さらに健康啓蒙活動の促進により、社員の健康への意識も高まっています。こうした取り組みが評価され、2024年には全国健康保険協会から健康優良企業の銀に認定されました。

健康経営に力を入れることにより、ご家族に「社員の健康を気遣ってくれる会社なんだ」と安心していただければと思っています。また、求職者へのアピール材料になることも期待しています。

会社のさらなる発展に向けた今後の展望について

ーー今後の展望についてお聞かせください。

田浦辰也:
まず中小企業の体制から脱却し、上場企業と同等の職場環境やコンプライアンス体制を整備していきたいと考えています。2027年には九州へ、3年以内に東北や北海道に進出し、5年以内には全国に物流網を構築する計画です。また、海外で働きたい人の受け皿をつくり、会社をステップアップさせるため、5年を目途に海外展開の拡大も視野に入れています。

システムの販売については、人工知能を活用したAI配車や、配車業務を集約する総合配車システムの販売を視野に入れています。また、開発中の荷主と複数の運送会社をつなぐ、共同配送マッチングサービス「TRi」の販売も検討中です。こうして配送以外の事業を増やすことで収入の柱を増やし、収益の安定化を図っていきたいと考えています。

ーー最後に読者の方々へメッセージをお願いします。

田浦辰也:
現在、弊社では新卒採用と中途採用を行っています。新卒採用では定員は設けず、できるだけ多くの方に来ていただきたいと思っています。

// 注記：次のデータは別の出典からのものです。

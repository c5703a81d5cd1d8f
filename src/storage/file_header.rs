//! File header.
//!
//! The first [`FileHeader::SIZE`] bytes of every index file hold the metadata
//! needed to reopen it: the node capacity (which fixes the record size) and
//! the offset of the current root node.

use crate::common::config::FILE_HEADER_SIZE;
use crate::common::{Error, NodeOffset, Result};

/// Magic number identifying a bplusdb file.
pub const MAGIC: [u8; 8] = *b"BPLUSKV1";

/// Current format version.
pub const FORMAT_VERSION: u32 = 1;

/// Metadata stored at the beginning of the file.
///
/// # Layout (32 bytes)
/// ```text
/// Offset  Size  Field
/// ------  ----  -----
/// 0       8     magic ("BPLUSKV1")
/// 8       4     format version (u32, little-endian)
/// 12      4     node capacity (u32, little-endian)
/// 16      8     root offset (i64, little-endian)
/// 24      4     checksum (CRC32 of bytes 0..24, little-endian)
/// 28      4     reserved (zero)
/// ```
#[derive(Debug, Clone, Copy, PartialEq, Eq)]
pub struct FileHeader {
    /// Format version this file was written with.
    pub version: u32,
    /// Pair slots per node.
    pub capacity: u32,
    /// Offset of the root node, `INVALID` until the first root is appended.
    pub root: NodeOffset,
}

impl FileHeader {
    /// Size of the header in bytes.
    pub const SIZE: usize = FILE_HEADER_SIZE;

    pub const OFFSET_MAGIC: usize = 0;
    pub const OFFSET_VERSION: usize = 8;
    pub const OFFSET_CAPACITY: usize = 12;
    pub const OFFSET_ROOT: usize = 16;
    pub const OFFSET_CHECKSUM: usize = 24;

    /// Create a header for a fresh file with no root yet.
    pub fn new(capacity: u32) -> Self {
        Self {
            version: FORMAT_VERSION,
            capacity,
            root: NodeOffset::INVALID,
        }
    }

    /// Serialize the header, computing its checksum.
    pub fn to_bytes(&self) -> [u8; Self::SIZE] {
        let mut data = [0u8; Self::SIZE];

        data[Self::OFFSET_MAGIC..Self::OFFSET_MAGIC + 8].copy_from_slice(&MAGIC);
        data[Self::OFFSET_VERSION..Self::OFFSET_VERSION + 4]
            .copy_from_slice(&self.version.to_le_bytes());
        data[Self::OFFSET_CAPACITY..Self::OFFSET_CAPACITY + 4]
            .copy_from_slice(&self.capacity.to_le_bytes());
        data[Self::OFFSET_ROOT..Self::OFFSET_ROOT + 8].copy_from_slice(&self.root.0.to_le_bytes());

        let checksum = Self::compute_checksum(&data);
        data[Self::OFFSET_CHECKSUM..Self::OFFSET_CHECKSUM + 4]
            .copy_from_slice(&checksum.to_le_bytes());

        data
    }

    /// Parse and validate a header.
    ///
    /// # Errors
    /// - `Error::BadMagic` if the magic number is wrong
    /// - `Error::HeaderChecksumMismatch` if the stored CRC doesn't match
    /// - `Error::UnsupportedVersion` for an unknown format version
    pub fn from_bytes(data: &[u8; Self::SIZE]) -> Result<Self> {
        if data[Self::OFFSET_MAGIC..Self::OFFSET_MAGIC + 8] != MAGIC {
            return Err(Error::BadMagic);
        }

        let stored = read_u32(data, Self::OFFSET_CHECKSUM);
        let computed = Self::compute_checksum(data);
        if stored != computed {
            return Err(Error::HeaderChecksumMismatch { stored, computed });
        }

        let version = read_u32(data, Self::OFFSET_VERSION);
        if version != FORMAT_VERSION {
            return Err(Error::UnsupportedVersion(version));
        }

        let mut root = [0u8; 8];
        root.copy_from_slice(&data[Self::OFFSET_ROOT..Self::OFFSET_ROOT + 8]);

        Ok(Self {
            version,
            capacity: read_u32(data, Self::OFFSET_CAPACITY),
            root: NodeOffset::new(i64::from_le_bytes(root)),
        })
    }

    /// CRC32 over every field before the checksum.
    pub fn compute_checksum(data: &[u8]) -> u32 {
        let mut hasher = crc32fast::Hasher::new();
        hasher.update(&data[..Self::OFFSET_CHECKSUM]);
        hasher.finalize()
    }
}

fn read_u32(data: &[u8], at: usize) -> u32 {
    u32::from_le_bytes([data[at], data[at + 1], data[at + 2], data[at + 3]])
}

// ============================================================================
// TESTS
// ============================================================================

#[cfg(test)]
mod tests {
    use super::*;

    #[test]
    fn test_header_new() {
        let header = FileHeader::new(52);
        assert_eq!(header.version, FORMAT_VERSION);
        assert_eq!(header.capacity, 52);
        assert_eq!(header.root, NodeOffset::INVALID);
    }

    #[test]
    fn test_header_roundtrip() {
        let original = FileHeader {
            version: FORMAT_VERSION,
            capacity: 4,
            root: NodeOffset::new(0x0123_4567_89AB),
        };

        let recovered = FileHeader::from_bytes(&original.to_bytes()).unwrap();
        assert_eq!(original, recovered);
    }

    #[test]
    fn test_header_byte_layout() {
        let header = FileHeader {
            version: FORMAT_VERSION,
            capacity: 0x04030201,
            root: NodeOffset::new(0x0807060504030201),
        };

        let bytes = header.to_bytes();

        assert_eq!(&bytes[0..8], b"BPLUSKV1");
        assert_eq!(bytes[8], 1); // version LSB
        assert_eq!(bytes[12], 0x01); // capacity LSB
        assert_eq!(bytes[15], 0x04); // capacity MSB
        assert_eq!(bytes[16], 0x01); // root LSB
        assert_eq!(bytes[23], 0x08); // root MSB
        assert_eq!(&bytes[28..32], &[0, 0, 0, 0]);

        let checksum = u32::from_le_bytes([bytes[24], bytes[25], bytes[26], bytes[27]]);
        assert_eq!(checksum, FileHeader::compute_checksum(&bytes));
    }

    #[test]
    fn test_header_bad_magic() {
        let mut bytes = FileHeader::new(4).to_bytes();
        bytes[0] = b'X';
        assert!(matches!(FileHeader::from_bytes(&bytes), Err(Error::BadMagic)));
    }

    #[test]
    fn test_header_detects_corruption() {
        let mut bytes = FileHeader::new(4).to_bytes();
        bytes[FileHeader::OFFSET_ROOT] ^= 0xFF;
        assert!(matches!(
            FileHeader::from_bytes(&bytes),
            Err(Error::HeaderChecksumMismatch { .. })
        ));
    }

    #[test]
    fn test_header_unsupported_version() {
        let header = FileHeader {
            version: 99,
            capacity: 4,
            root: NodeOffset::INVALID,
        };
        assert!(matches!(
            FileHeader::from_bytes(&header.to_bytes()),
            Err(Error::UnsupportedVersion(99))
        ));
    }

    #[test]
    fn test_checksum_ignores_reserved_bytes() {
        let mut bytes = FileHeader::new(4).to_bytes();
        let before = FileHeader::compute_checksum(&bytes);
        bytes[30] = 0xFF;
        assert_eq!(before, FileHeader::compute_checksum(&bytes));
    }
}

中途採用では大型トラックやフォークリフトの免許をお持ちで、物流業界での勤務経験がある方も募集しています。

弊社はあらゆる物流ニーズに対応できる総合力が強みです。200社以上との取引実績があり、全国そして海外をカバーする物流網の構築を進めています。また、社員の健康管理の促進やAIシステムの開発など、時代に合った経営を行っています。物流業界の未来を共に創る仲間として、チャレンジ精神のある方をお待ちしています。

編集後記

出稼ぎのつもりで入社した会社で社長に就任した田浦社長。「これは私一人の力ではありません。上の人が引っぱってくれて、横の人が支えてくれて、下の人が担いでくれて、ここまで来れました」と語る。ともに働く社員の健康を守り、挑戦の場を提供するダイセーロジスティクス株式会社は、これからさらなる成長を遂げることだろう。

田浦辰也/青森県出身。1993年にダイセーロジスティクス株式会社のドライバーとして戸田営業所に配属される。1995年当時最年少の28歳で戸田営業所のセンター長に抜擢。その後、埼玉県に新設した倉庫にてセンター長、事業本部長を歴任、2012年より取締役社長に就任。2013年に代表取締役社長に就任。